Nada suaranya penuh ketenangan dan ketidakpedulian.
“Heh, manusia, apakah kau sudah menyerah?” Wu Lie mengerutkan kening dan berkata dengan suara rendah.
“Tidak, karena…” Pada saat itu, Jiang Lan bergerak. Dia muncul di hadapan Wu Lie dan meletakkan tangannya di kepala Wu Lie.
Terdengar seperti bisikan dewa kematian.
“Karena kamu sudah mati.”
Wu Lie menatap Jiang Lan dengan kaget dan tak percaya.
Barusan, dia ingin melarikan diri, tetapi dia tidak bisa bergerak.
Saat dia bereaksi, dia sudah disambar petir.
Tubuhnya dipenjara.
Kilatan petir yang tak terhitung jumlahnya muncul di sekelilingnya, membentuk jaring yang sangat besar.
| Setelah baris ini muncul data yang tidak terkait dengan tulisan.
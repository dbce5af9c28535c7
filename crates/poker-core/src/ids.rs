use serde::{Deserialize, Serialize};
use std::fmt;
use std::str::FromStr;
use uuid::Uuid;

/// Implements the string-newtype plumbing shared by every identifier.
macro_rules! string_id {
    ($name:ident) => {
        #[derive(Clone, Debug, Hash, Eq, PartialEq, Ord, PartialOrd, Serialize, Deserialize)]
        #[serde(transparent)]
        pub struct $name(String);

        impl $name {
            pub fn from_raw(s: impl Into<String>) -> Self {
                Self(s.into())
            }

            pub fn as_str(&self) -> &str {
                &self.0
            }
        }

        impl fmt::Display for $name {
            fn fmt(&self, f: &mut fmt::Formatter<'_>) -> fmt::Result {
                f.write_str(&self.0)
            }
        }

        impl FromStr for $name {
            type Err = std::convert::Infallible;
            fn from_str(s: &str) -> Result<Self, Self::Err> {
                Ok(Self(s.to_owned()))
            }
        }

        impl AsRef<str> for $name {
            fn as_ref(&self) -> &str {
                &self.0
            }
        }

        impl From<&str> for $name {
            fn from(s: &str) -> Self {
                Self(s.to_owned())
            }
        }
    };
}

/// Identifier minted by the coordinator itself, prefixed and time-ordered.
macro_rules! branded_id {
    ($name:ident, $prefix:expr) => {
        string_id!($name);

        impl $name {
            pub fn new() -> Self {
                Self(format!("{}_{}", $prefix, Uuid::now_v7()))
            }
        }

        impl Default for $name {
            fn default() -> Self {
                Self::new()
            }
        }
    };
}

branded_id!(SessionId, "pps");

// Owned by the surrounding board application; the coordinator only echoes them.
string_id!(ProjectId);
string_id!(BoardId);
string_id!(ListId);
string_id!(CardId);
string_id!(UserId);

/// Scope of a planning poker session: at most one live session per key.
#[derive(Clone, Debug, Hash, Eq, PartialEq, Serialize, Deserialize)]
#[serde(rename_all = "camelCase")]
pub struct SessionKey {
    pub project_id: ProjectId,
    pub board_id: BoardId,
}

impl SessionKey {
    pub fn new(project_id: impl Into<ProjectId>, board_id: impl Into<BoardId>) -> Self {
        Self {
            project_id: project_id.into(),
            board_id: board_id.into(),
        }
    }
}

impl fmt::Display for SessionKey {
    fn fmt(&self, f: &mut fmt::Formatter<'_>) -> fmt::Result {
        write!(f, "{}/{}", self.project_id, self.board_id)
    }
}

#[cfg(test)]
mod tests {
    use super::*;

    #[test]
    fn session_id_has_prefix() {
        let id = SessionId::new();
        assert!(id.as_str().starts_with("pps_"), "got: {id}");
    }

    #[test]
    fn session_ids_are_unique_and_ordered() {
        let ids: Vec<SessionId> = (0..50).map(|_| SessionId::new()).collect();
        for w in ids.windows(2) {
            assert!(w[0].as_str() < w[1].as_str(), "not monotonic: {} >= {}", w[0], w[1]);
        }
    }

    #[test]
    fn external_ids_are_transparent_in_json() {
        let user = UserId::from_raw("u-42");
        assert_eq!(serde_json::to_string(&user).unwrap(), "\"u-42\"");
        let parsed: CardId = serde_json::from_str("\"card-7\"").unwrap();
        assert_eq!(parsed.as_str(), "card-7");
    }

    #[test]
    fn session_key_serializes_camel_case() {
        let key = SessionKey::new("p1", "b1");
        let json = serde_json::to_value(&key).unwrap();
        assert_eq!(json["projectId"], "p1");
        assert_eq!(json["boardId"], "b1");
        assert_eq!(key.to_string(), "p1/b1");
    }
}
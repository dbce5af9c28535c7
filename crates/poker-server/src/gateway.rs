//! Broadcast gateway: session updates out to WebSocket clients, one channel
//! per project.

use std::sync::Arc;

use chrono::{DateTime, Utc};
use serde::Serialize;

use poker_core::ids::{BoardId, ProjectId};
use poker_core::{SessionSnapshot, SessionUpdate, SnapshotPublisher};

use crate::client::ClientRegistry;

pub const SESSION_UPDATE_EVENT: &str = "planningPoker.sessionUpdate";

/// Push event. `data: null` means the board has no session any more.
#[derive(Debug, Serialize)]
#[serde(rename_all = "camelCase")]
pub struct SessionUpdateEvent<'a> {
    #[serde(rename = "type")]
    pub event_type: &'static str,
    pub project_id: &'a ProjectId,
    pub board_id: &'a BoardId,
    pub timestamp: DateTime<Utc>,
    pub data: Option<&'a SessionSnapshot>,
}

impl<'a> SessionUpdateEvent<'a> {
    pub fn new(project_id: &'a ProjectId, update: &'a SessionUpdate) -> Self {
        Self {
            event_type: SESSION_UPDATE_EVENT,
            project_id,
            board_id: &update.board_id,
            timestamp: Utc::now(),
            data: update.snapshot.as_ref(),
        }
    }
}

/// [`SnapshotPublisher`] that fans out to every client subscribed to the
/// project.
pub struct ProjectChannelGateway {
    registry: Arc<ClientRegistry>,
}

impl ProjectChannelGateway {
    pub fn new(registry: Arc<ClientRegistry>) -> Self {
        Self { registry }
    }
}

impl SnapshotPublisher for ProjectChannelGateway {
    fn publish(&self, project_id: &ProjectId, update: &SessionUpdate) {
        let event = SessionUpdateEvent::new(project_id, update);
        match serde_json::to_string(&event) {
            Ok(json) => {
                let delivered = self.registry.broadcast_to_project(project_id, &json);
                tracing::trace!(%project_id, board_id = %update.board_id, delivered, "session update published");
            }
            Err(e) => tracing::error!(%project_id, error = %e, "failed to serialize session update"),
        }
    }
}

#[cfg(test)]
mod tests {
    use super::*;

    #[test]
    fn removal_event_has_null_data() {
        let registry = Arc::new(ClientRegistry::new(8));
        let (id, mut rx) = registry.register();
        registry.subscribe(&id, &ProjectId::from_raw("p1"));

        let gateway = ProjectChannelGateway::new(Arc::clone(&registry));
        gateway.publish(
            &ProjectId::from_raw("p1"),
            &SessionUpdate {
                board_id: BoardId::from_raw("b1"),
                snapshot: None,
            },
        );

        let msg: serde_json::Value = serde_json::from_str(&rx.try_recv().unwrap()).unwrap();
        assert_eq!(msg["type"], SESSION_UPDATE_EVENT);
        assert_eq!(msg["projectId"], "p1");
        assert_eq!(msg["boardId"], "b1");
        assert!(msg["data"].is_null());
        assert!(msg["timestamp"].is_string());
    }

    #[test]
    fn other_projects_hear_nothing() {
        let registry = Arc::new(ClientRegistry::new(8));
        let (id, mut rx) = registry.register();
        registry.subscribe(&id, &ProjectId::from_raw("p2"));

        ProjectChannelGateway::new(Arc::clone(&registry)).publish(
            &ProjectId::from_raw("p1"),
            &SessionUpdate {
                board_id: BoardId::from_raw("b1"),
                snapshot: None,
            },
        );
        assert!(rx.try_recv().is_err());
    }
}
Dan Wu Lie adalah mangsa yang terjebak dalam jaring.
Inilah situasi yang sering dialami Jiang Lan di Cermin Diri.
Dia tahu cara bertarung, tetapi dia belum pernah menggunakannya sebelumnya.
Dia berpikir dia tidak membutuhkannya.
Tampaknya memang lebih aman untuk menyiapkan lebih banyak rencana cadangan.
“Kapan itu terjadi?” Wu Lie belum pernah memperhatikan hal-hal seperti ini sebelumnya. Dia menatap Jiang Lan dengan rasa takut di matanya.
“Siapakah sebenarnya kamu?”
“Bukankah tadi kau sedang meramal hal-hal yang berkaitan denganku? Aku ada di sini sekarang. Mengapa kau menanyakan hal itu padaku?” tanya Jiang Lan.
“Kau?” Wu Lie tak percaya, tetapi ia segera menyadari bahwa Jiang Lan ingin membunuhnya.
“Tidak! Jangan bunuh aku.”
Bang!
Kabut darah berhamburan.
Separuh tubuh Wu Lie hancur tertindih oleh Jiang Lan.
Kemudian, mayat Wu Lie jatuh ke tanah. Jiang Lan pun ikut jatuh dan menginjak-injaknya hingga hancur berkeping-keping.